Being openly gay, like Pasolini and Almodovar, Fassbinder’s sensitive nature was bound to clash
with his environment, a clash which would become the focused heart and soul of his movies, and which, as Peter Bowen puts it, "almost single-handedly reinvented German cinema."
Films like Ali: Fear Eats the Soul burn Fassbinder’s struggle and crusade into the psyche. In it, a young, working class black immigrant marries a much older upper class white widow. While the two are rejected by family and society, they are able to maintain their relationship. However, as soon as the possibility of acceptance nears reality, their feelings begin to falter.
In retrospect, it was Fassbinder’s last film, Querelle, which best captured the essence of his quest to expose his pain in a raw, but at the same time poetic and glamorous fashion.
Based on Jean Genet’s novel, Querelle seems to be the movie Fassbinder had been rehearsing to make all along.
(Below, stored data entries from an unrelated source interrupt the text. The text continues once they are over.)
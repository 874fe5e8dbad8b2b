use std::time::Duration;

use serde::{Deserialize, Serialize};
use txflow_core::{
    constants::{BATCH_POLL_INTERVAL_MS, RECEIPT_POLL_INTERVAL_MS},
    gas::GasBumpConfig,
};

use crate::watcher::WatcherConfig;

/// Tunables for the orchestration layer. Deserializable so hosts can load
/// them from their settings file; defaults match mainnet block cadence.
#[derive(Debug, Clone, Serialize, Deserialize)]
#[serde(rename_all = "camelCase", default)]
pub struct OrchestratorConfig {
    pub receipt_poll_interval_ms: u64,
    pub batch_poll_interval_ms: u64,
    /// After this long without inclusion, a pending transaction stops being
    /// watched and is flagged stale. `None` keeps watching indefinitely.
    #[serde(skip_serializing_if = "Option::is_none")]
    pub stale_pending_ms: Option<u64>,
    pub gas_bump: GasBumpConfig,
}

impl Default for OrchestratorConfig {
    fn default() -> Self {
        Self {
            receipt_poll_interval_ms: RECEIPT_POLL_INTERVAL_MS,
            batch_poll_interval_ms: BATCH_POLL_INTERVAL_MS,
            stale_pending_ms: None,
            gas_bump: GasBumpConfig::default(),
        }
    }
}

impl OrchestratorConfig {
    pub fn watcher_config(&self) -> WatcherConfig {
        WatcherConfig {
            poll_interval: Duration::from_millis(self.receipt_poll_interval_ms),
            batch_poll_interval: Duration::from_millis(self.batch_poll_interval_ms),
            stale_after: self.stale_pending_ms.map(Duration::from_millis),
        }
    }
}
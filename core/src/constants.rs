/// Interval between receipt polls for a watched transaction.
pub const RECEIPT_POLL_INTERVAL_MS: u64 = 3_000;

/// Interval between `wallet_getCallsStatus` polls for a watched batch.
pub const BATCH_POLL_INTERVAL_MS: u64 = 2_000;

/// Gas limit for a cancellation transaction (zero-value self-send).
pub const CANCELLATION_GAS_LIMIT: u64 = 21_000;

/// Percent added on top of `eth_estimateGas` results.
pub const GAS_LIMIT_BUFFER_PERCENT: u64 = 10;

/// EIP-5792 error code returned when the wallet declines an atomic batch.
pub const ATOMIC_BATCH_REJECTED_CODE: i64 = 5750;

/// EIP-1193 error code for a user-rejected request.
pub const USER_REJECTED_REQUEST_CODE: i64 = 4001;

/// EIP-1193 error code for a request the wallet is not authorized to serve.
pub const UNAUTHORIZED_REQUEST_CODE: i64 = 4100;

/// `wallet_sendCalls` payload version.
pub const SEND_CALLS_VERSION: &str = "2.0.0";
use alloy::{
    primitives::Address,
    rpc::json_rpc::ErrorPayload,
    transports::{RpcError as AlloyRpcError, TransportErrorKind},
};
use serde::{Deserialize, Serialize};
use thiserror::Error;

use crate::constants::{UNAUTHORIZED_REQUEST_CODE, USER_REJECTED_REQUEST_CODE};

/// JSON-RPC error payload as observed on the wire.
#[derive(Debug, Clone, Serialize, Deserialize)]
pub struct RpcErrorResponse {
    pub code: i64,
    pub message: String,
    #[serde(skip_serializing_if = "Option::is_none")]
    pub data: Option<String>,
}

#[derive(Error, Debug, Clone, Serialize, Deserialize)]
#[serde(rename_all = "SCREAMING_SNAKE_CASE", tag = "type")]
pub enum RpcErrorKind {
    #[error("RPC error response: {} (code: {})", .0.message, .0.code)]
    ErrorResp(RpcErrorResponse),

    #[error("RPC returned a null response where one was expected")]
    NullResp,

    #[error("Unsupported RPC feature: {feature}")]
    UnsupportedFeature { feature: String },

    #[error("Local usage error: {message}")]
    LocalUsageError { message: String },

    #[error("HTTP transport error: {message}")]
    TransportHttpError { message: String },

    #[error("Failed to deserialize RPC response: {message}; response text: {text}")]
    DeserError { message: String, text: String },

    #[error("Transport error: {message}")]
    OtherTransportError { message: String },
}

/// Error taxonomy for the transaction orchestration engine.
///
/// Serialized with a discriminant tag so callers can branch on the
/// failure class without string matching.
#[derive(Error, Debug, Clone, Serialize, Deserialize)]
#[serde(rename_all = "SCREAMING_SNAKE_CASE", tag = "type")]
pub enum EngineError {
    #[error("RPC error on chain {chain_id} at {rpc_url}: {message}")]
    #[serde(rename_all = "camelCase")]
    RpcError {
        chain_id: u64,
        rpc_url: String,
        message: String,
        kind: RpcErrorKind,
    },

    #[error("Transaction rejected by the user: {message}")]
    #[serde(rename_all = "camelCase")]
    UserRejected { message: String },

    #[error("Transaction flow interrupted by the user before submission")]
    UserInterrupted,

    #[error("Failed to submit transaction on chain {chain_id}: {message}")]
    #[serde(rename_all = "camelCase")]
    SubmissionFailed { chain_id: u64, message: String },

    #[error("No unlocked account found for address {address}")]
    #[serde(rename_all = "camelCase")]
    AccountNotFound { address: Address },

    #[error("No usable provider for chain {chain_id}: {message}")]
    #[serde(rename_all = "camelCase")]
    ProviderUnavailable { chain_id: u64, message: String },

    #[error("Receipt polling failed on chain {chain_id}: {message}")]
    #[serde(rename_all = "camelCase")]
    ReceiptPollingError { chain_id: u64, message: String },

    #[error("Transaction repository invariant violated: {message}")]
    #[serde(rename_all = "camelCase")]
    RepositoryInvariantViolation { message: String },

    #[error("Validation error: {message}")]
    #[serde(rename_all = "camelCase")]
    ValidationError { message: String },

    #[error("Internal error: {message}")]
    #[serde(rename_all = "camelCase")]
    InternalError { message: String },
}

impl EngineError {
    /// JSON-RPC error code carried by this error, if any.
    pub fn rpc_code(&self) -> Option<i64> {
        match self {
            EngineError::RpcError {
                kind: RpcErrorKind::ErrorResp(resp),
                ..
            } => Some(resp.code),
            _ => None,
        }
    }

    /// Whether the underlying failure is the user declining a wallet prompt.
    pub fn is_user_rejection(&self) -> bool {
        match self {
            EngineError::UserRejected { .. } => true,
            EngineError::RpcError {
                kind: RpcErrorKind::ErrorResp(resp),
                ..
            } => {
                resp.code == USER_REJECTED_REQUEST_CODE
                    || resp.code == UNAUTHORIZED_REQUEST_CODE
                    || resp.message.to_lowercase().contains("user rejected")
                    || resp.message.to_lowercase().contains("user denied")
            }
            _ => false,
        }
    }

    /// Whether the node reported the requested RPC method as unavailable.
    pub fn is_unsupported_feature(&self) -> bool {
        match self {
            EngineError::RpcError { kind, .. } => match kind {
                RpcErrorKind::UnsupportedFeature { .. } => true,
                RpcErrorKind::ErrorResp(resp) => {
                    resp.code == -32601
                        || resp.message.to_lowercase().contains("method not found")
                        || resp.message.to_lowercase().contains("not supported")
                }
                _ => false,
            },
            _ => false,
        }
    }
}

fn error_payload_to_response(payload: &ErrorPayload) -> RpcErrorResponse {
    RpcErrorResponse {
        code: payload.code,
        message: payload.message.to_string(),
        data: payload.data.as_ref().map(|data| data.get().to_string()),
    }
}

pub fn to_engine_rpc_error_kind(error: &AlloyRpcError<TransportErrorKind>) -> RpcErrorKind {
    match error {
        AlloyRpcError::ErrorResp(payload) => {
            RpcErrorKind::ErrorResp(error_payload_to_response(payload))
        }
        AlloyRpcError::NullResp => RpcErrorKind::NullResp,
        AlloyRpcError::UnsupportedFeature(feature) => RpcErrorKind::UnsupportedFeature {
            feature: feature.to_string(),
        },
        AlloyRpcError::LocalUsageError(error) => RpcErrorKind::LocalUsageError {
            message: error.to_string(),
        },
        AlloyRpcError::DeserError { err, text } => RpcErrorKind::DeserError {
            message: err.to_string(),
            text: text.clone(),
        },
        AlloyRpcError::Transport(TransportErrorKind::HttpError(http_error)) => {
            RpcErrorKind::TransportHttpError {
                message: http_error.to_string(),
            }
        }
        other => RpcErrorKind::OtherTransportError {
            message: other.to_string(),
        },
    }
}

/// Convert alloy transport errors into [`EngineError`] with chain context attached.
pub trait AlloyRpcErrorToEngineError {
    fn to_engine_error(&self, chain_id: u64, rpc_url: &str) -> EngineError;
}

impl AlloyRpcErrorToEngineError for AlloyRpcError<TransportErrorKind> {
    fn to_engine_error(&self, chain_id: u64, rpc_url: &str) -> EngineError {
        EngineError::RpcError {
            chain_id,
            rpc_url: rpc_url.to_string(),
            message: self.to_string(),
            kind: to_engine_rpc_error_kind(self),
        }
    }
}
Querelle is a surreal tale about two brothers locked in perpetual, superficial conflict with each other. Yet it may be said that each brother is one multi-faceted side of the same person, struggling against himself. Jean Genet, Fassbinder, Pasolini, and Almodovar have all represented this struggle in one way or another, the struggle to determine what exactly constitutes masculinity—and can homosexuality be declared masculinity’s direct opposite? All four men have, through their works, answered a resounding ‘no’ to the latter question, but to the former, each one has offered more particular views. Querelle was Genet’s answer in novel form; it is Fassbinder’s on film.

Both the novel and the film can be as difficult to read and to watch as life can be to live. Yet, like all difficult tasks, each yields many rewards to an audience. The magic of Querelle is that, like a chameleon which changes color to blend into its surroundings, the film, as made by Fassbinder, allows the coexistence of individual interpretations no matter how far afield from each other they might be. At the same time, however, the director forces the viewer to focus on the questions at hand. Is Querelle, the sailor, in love with the beautiful woman at the bar in the Port of Brest, or with the captain of his ship, or with a fellow sailor, or with the bartender, or with his own brother—or with himself? Or perhaps he loves no one.
The ability to ask each of these questions in Querelle, as well as similar ones in his other films, and then to turn around and allow each audience member to answer the same questions for him or herself, is what made Fassbinder a legend and what ensures his immortality as a world-class filmmaker of the highest quality. His contributions to German cinema also cement his country’s reputation as one of the twentieth century’s leading film-producing nations.